### Problem:
Among the entries below, find the lines that hold the word "draws" and report them.

### Data to examine:

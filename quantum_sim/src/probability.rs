//! Observables computed from the probability density of a state
//!
//! All positions are cell indices. Functions take the state by reference
//! and never modify it.

use crate::wavefunction::{Complex, WaveFunctionState};
use common::error::{ensure_len, Result};
use common::Measurements;
use rand::Rng;

/// Cells with less probability than this are skipped by [`entropy`]
pub const ENTROPY_FLOOR: f64 = 1e-10;

/// Grid axis for marginals and splits
#[derive(Debug, Clone, Copy, PartialEq, Eq)]
pub enum GridAxis {
    X,
    Y,
}

/// Inclusive rectangle of cells; bounds past the grid edge are clipped
#[derive(Debug, Clone, Copy, PartialEq, Eq)]
pub struct Region {
    pub x_min: usize,
    pub x_max: usize,
    pub y_min: usize,
    pub y_max: usize,
}

impl Region {
    pub fn new(x_min: usize, x_max: usize, y_min: usize, y_max: usize) -> Self {
        Self {
            x_min,
            x_max,
            y_min,
            y_max,
        }
    }
}

#[derive(Debug, Clone, Copy, PartialEq)]
pub struct MostProbable {
    pub x: usize,
    pub y: usize,
    pub probability: f64,
}

pub fn probability_in_region(state: &WaveFunctionState, region: Region) -> f64 {
    let last = state.grid_size() - 1;
    let (x_max, y_max) = (region.x_max.min(last), region.y_max.min(last));
    if region.x_min > x_max || region.y_min > y_max {
        return 0.0;
    }

    let p = state.probability();
    (region.y_min..=y_max)
        .flat_map(|y| (region.x_min..=x_max).map(move |x| (x, y)))
        .map(|(x, y)| p[state.index(x, y)])
        .sum()
}

/// Probability along `axis`, summed over the other axis
pub fn marginal_distribution(state: &WaveFunctionState, axis: GridAxis) -> Vec<f64> {
    let n = state.grid_size();
    let p = state.probability();
    let mut marginal = vec![0.0; n];
    for y in 0..n {
        for x in 0..n {
            let bin = match axis {
                GridAxis::X => x,
                GridAxis::Y => y,
            };
            marginal[bin] += p[state.index(x, y)];
        }
    }
    marginal
}

/// Running sum of the marginal along `axis`
pub fn cumulative_distribution(state: &WaveFunctionState, axis: GridAxis) -> Vec<f64> {
    marginal_distribution(state, axis)
        .into_iter()
        .scan(0.0, |total, p| {
            *total += p;
            Some(*total)
        })
        .collect()
}

/// Densest cell; the first in row-major order wins ties
pub fn most_probable_position(state: &WaveFunctionState) -> MostProbable {
    let n = state.grid_size();
    let mut best = MostProbable {
        x: 0,
        y: 0,
        probability: 0.0,
    };
    for (i, &p) in state.probability().iter().enumerate() {
        if p > best.probability {
            best = MostProbable {
                x: i % n,
                y: i / n,
                probability: p,
            };
        }
    }
    best
}

/// Shannon entropy -Σ p·ln p over cells above [`ENTROPY_FLOOR`]
pub fn entropy(state: &WaveFunctionState) -> f64 {
    -state
        .probability()
        .iter()
        .filter(|&&p| p > ENTROPY_FLOOR)
        .map(|&p| p * p.ln())
        .sum::<f64>()
}

/// ⟨ψ1|ψ2⟩
pub fn inner_product(a: &WaveFunctionState, b: &WaveFunctionState) -> Result<Complex> {
    ensure_len("state", b.real().len(), a.real().len())?;
    let mut sum = Complex::ZERO;
    for i in 0..a.real().len() {
        let psi1 = Complex::new(a.real()[i], a.imaginary()[i]);
        let psi2 = Complex::new(b.real()[i], b.imaginary()[i]);
        sum += psi1.conj() * psi2;
    }
    Ok(sum)
}

/// |⟨ψ1|ψ2⟩|
pub fn overlap(a: &WaveFunctionState, b: &WaveFunctionState) -> Result<f64> {
    Ok(inner_product(a, b)?.norm())
}

/// |⟨ψ0|ψ(t)⟩|²
pub fn survival_probability(
    initial: &WaveFunctionState,
    current: &WaveFunctionState,
) -> Result<f64> {
    Ok(inner_product(initial, current)?.norm_sq())
}

/// Draw a cell with probability proportional to its density.
///
/// Falls back to (0, 0) when the state holds less total probability than
/// the draw, as happens once mass has been absorbed at the boundary.
pub fn sample_position<R: Rng + ?Sized>(state: &WaveFunctionState, rng: &mut R) -> (usize, usize) {
    let n = state.grid_size();
    let target: f64 = rng.gen();
    let mut total = 0.0;
    for (i, &p) in state.probability().iter().enumerate() {
        total += p;
        if total >= target {
            return (i % n, i / n);
        }
    }
    (0, 0)
}

/// Probability before grid line `index` along `axis` and at or after it,
/// e.g. reflected and transmitted mass around a barrier.
pub fn split_probability(state: &WaveFunctionState, axis: GridAxis, index: usize) -> (f64, f64) {
    let marginal = marginal_distribution(state, axis);
    let split = index.min(marginal.len());
    let before: f64 = marginal[..split].iter().sum();
    let after: f64 = marginal[split..].iter().sum();
    (before, after)
}

pub fn measurements(state: &WaveFunctionState) -> Measurements {
    let peak = most_probable_position(state);
    Measurements::new()
        .with("totalProbability", state.total_probability())
        .with("entropy", entropy(state))
        .with("mostProbableX", peak.x as f64)
        .with("mostProbableY", peak.y as f64)
}

#[cfg(test)]
mod tests {
    use super::*;
    use crate::wavefunction::GaussianPacket;
    use approx::assert_relative_eq;
    use glam::DVec2;
    use rand::rngs::StdRng;
    use rand::SeedableRng;

    fn point_mass(grid: usize, x: usize, y: usize) -> WaveFunctionState {
        let mut real = vec![0.0; grid * grid];
        real[y * grid + x] = 1.0;
        WaveFunctionState::from_components(real, vec![0.0; grid * grid], grid, 1e-9).unwrap()
    }

    fn uniform(grid: usize) -> WaveFunctionState {
        WaveFunctionState::plane_wave(0.0, 0.0, grid, 1e-9).unwrap()
    }

    #[test]
    fn test_region_is_inclusive_and_clipped() {
        let state = uniform(4);
        assert_relative_eq!(probability_in_region(&state, Region::new(0, 1, 0, 1)), 0.25);
        assert_relative_eq!(probability_in_region(&state, Region::new(2, 99, 0, 99)), 0.5);
        assert_eq!(probability_in_region(&state, Region::new(3, 1, 0, 3)), 0.0);
        assert_eq!(probability_in_region(&state, Region::new(7, 9, 0, 3)), 0.0);
    }

    #[test]
    fn test_marginals() {
        let state = point_mass(5, 3, 1);
        assert_eq!(marginal_distribution(&state, GridAxis::X), vec![0.0, 0.0, 0.0, 1.0, 0.0]);
        assert_eq!(marginal_distribution(&state, GridAxis::Y), vec![0.0, 1.0, 0.0, 0.0, 0.0]);
        assert_eq!(
            cumulative_distribution(&state, GridAxis::X),
            vec![0.0, 0.0, 0.0, 1.0, 1.0]
        );

        let flat = cumulative_distribution(&uniform(4), GridAxis::Y);
        assert_relative_eq!(flat[1], 0.5);
        assert_relative_eq!(flat[3], 1.0);
    }

    #[test]
    fn test_most_probable_ties_go_to_first_cell() {
        let peak = most_probable_position(&uniform(4));
        assert_eq!((peak.x, peak.y), (0, 0));

        let peak = most_probable_position(&point_mass(5, 2, 4));
        assert_eq!((peak.x, peak.y), (2, 4));
        assert_relative_eq!(peak.probability, 1.0);
    }

    #[test]
    fn test_entropy() {
        assert_eq!(entropy(&point_mass(4, 1, 1)), 0.0);
        assert_relative_eq!(entropy(&uniform(4)), 16.0_f64.ln(), max_relative = 1e-12);

        let empty =
            WaveFunctionState::from_components(vec![0.0; 9], vec![0.0; 9], 3, 1e-9).unwrap();
        assert_eq!(entropy(&empty), 0.0);
    }

    #[test]
    fn test_overlap() {
        let a = point_mass(4, 1, 1);
        let b = point_mass(4, 2, 2);
        assert_eq!(overlap(&a, &b).unwrap(), 0.0);
        assert_relative_eq!(overlap(&a, &a).unwrap(), 1.0);
        assert!(overlap(&a, &point_mass(5, 1, 1)).is_err());

        // A global phase does not change the overlap
        let k = WaveFunctionState::plane_wave(0.4, 0.0, 8, 1e-9).unwrap();
        assert_relative_eq!(survival_probability(&k, &k).unwrap(), 1.0, max_relative = 1e-12);
        let orthogonal = WaveFunctionState::plane_wave(std::f64::consts::PI / 4.0, 0.0, 8, 1e-9)
            .unwrap();
        assert!(overlap(&uniform(8), &orthogonal).unwrap() < 1e-12);
    }

    #[test]
    fn test_sampling_follows_density() {
        let mut rng = StdRng::seed_from_u64(7);
        let state = point_mass(6, 4, 2);
        for _ in 0..20 {
            assert_eq!(sample_position(&state, &mut rng), (4, 2));
        }

        let packet = GaussianPacket::centered(DVec2::new(8.0, 8.0), 2.0).unwrap();
        let state = WaveFunctionState::gaussian_packet(packet, 17, 1e-9).unwrap();
        let draws: Vec<_> = (0..500).map(|_| sample_position(&state, &mut rng)).collect();
        let near = draws
            .iter()
            .filter(|&&(x, y)| x.abs_diff(8) <= 4 && y.abs_diff(8) <= 4)
            .count();
        assert!(near > 450);
    }

    #[test]
    fn test_sampling_falls_back_when_absorbed() {
        let mut rng = StdRng::seed_from_u64(1);
        let empty =
            WaveFunctionState::from_components(vec![0.0; 16], vec![0.0; 16], 4, 1e-9).unwrap();
        assert_eq!(sample_position(&empty, &mut rng), (0, 0));
    }

    #[test]
    fn test_split_and_measurements() {
        let state = uniform(4);
        let (before, after) = split_probability(&state, GridAxis::X, 1);
        assert_relative_eq!(before, 0.25);
        assert_relative_eq!(after, 0.75);
        assert_eq!(split_probability(&state, GridAxis::Y, 10).1, 0.0);

        let m = measurements(&point_mass(5, 3, 2));
        assert_eq!(m.get("totalProbability"), Some(1.0));
        assert_eq!(m.get("entropy"), Some(0.0));
        assert_eq!(m.get("mostProbableX"), Some(3.0));
        assert_eq!(m.get("mostProbableY"), Some(2.0));
    }
}

#[cfg(test)]
mod prop_tests {
    use super::*;
    use crate::wavefunction::GaussianPacket;
    use glam::DVec2;
    use proptest::prelude::*;

    fn arb_state() -> impl Strategy<Value = WaveFunctionState> {
        (2.0..14.0_f64, 2.0..14.0_f64, 0.8..4.0_f64, -2.0..2.0_f64).prop_map(
            |(cx, cy, sigma, k)| {
                let packet = GaussianPacket::centered(DVec2::new(cx, cy), sigma)
                    .unwrap()
                    .with_wave_vector(DVec2::new(k, -k));
                WaveFunctionState::gaussian_packet(packet, 16, 1e-9).unwrap()
            },
        )
    }

    proptest! {
        #[test]
        fn marginals_carry_all_probability(state in arb_state()) {
            let total = state.total_probability();
            for axis in [GridAxis::X, GridAxis::Y] {
                let sum: f64 = marginal_distribution(&state, axis).iter().sum();
                prop_assert!((sum - total).abs() < 1e-12);
                let cumulative = cumulative_distribution(&state, axis);
                prop_assert!(cumulative.windows(2).all(|w| w[1] >= w[0]));
            }
        }

        #[test]
        fn entropy_is_bounded(state in arb_state()) {
            let s = entropy(&state);
            prop_assert!(s >= 0.0);
            prop_assert!(s <= (256.0_f64).ln() + 1e-9);
        }

        #[test]
        fn split_partitions_mass(state in arb_state(), index in 0usize..20) {
            let (before, after) = split_probability(&state, GridAxis::X, index);
            prop_assert!((before + after - state.total_probability()).abs() < 1e-12);
        }
    }
}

### Answer space:
        let draws: Vec<_> = (0..500).map(|_| sample_position(&state, &mut rng)).collect();
        let near = draws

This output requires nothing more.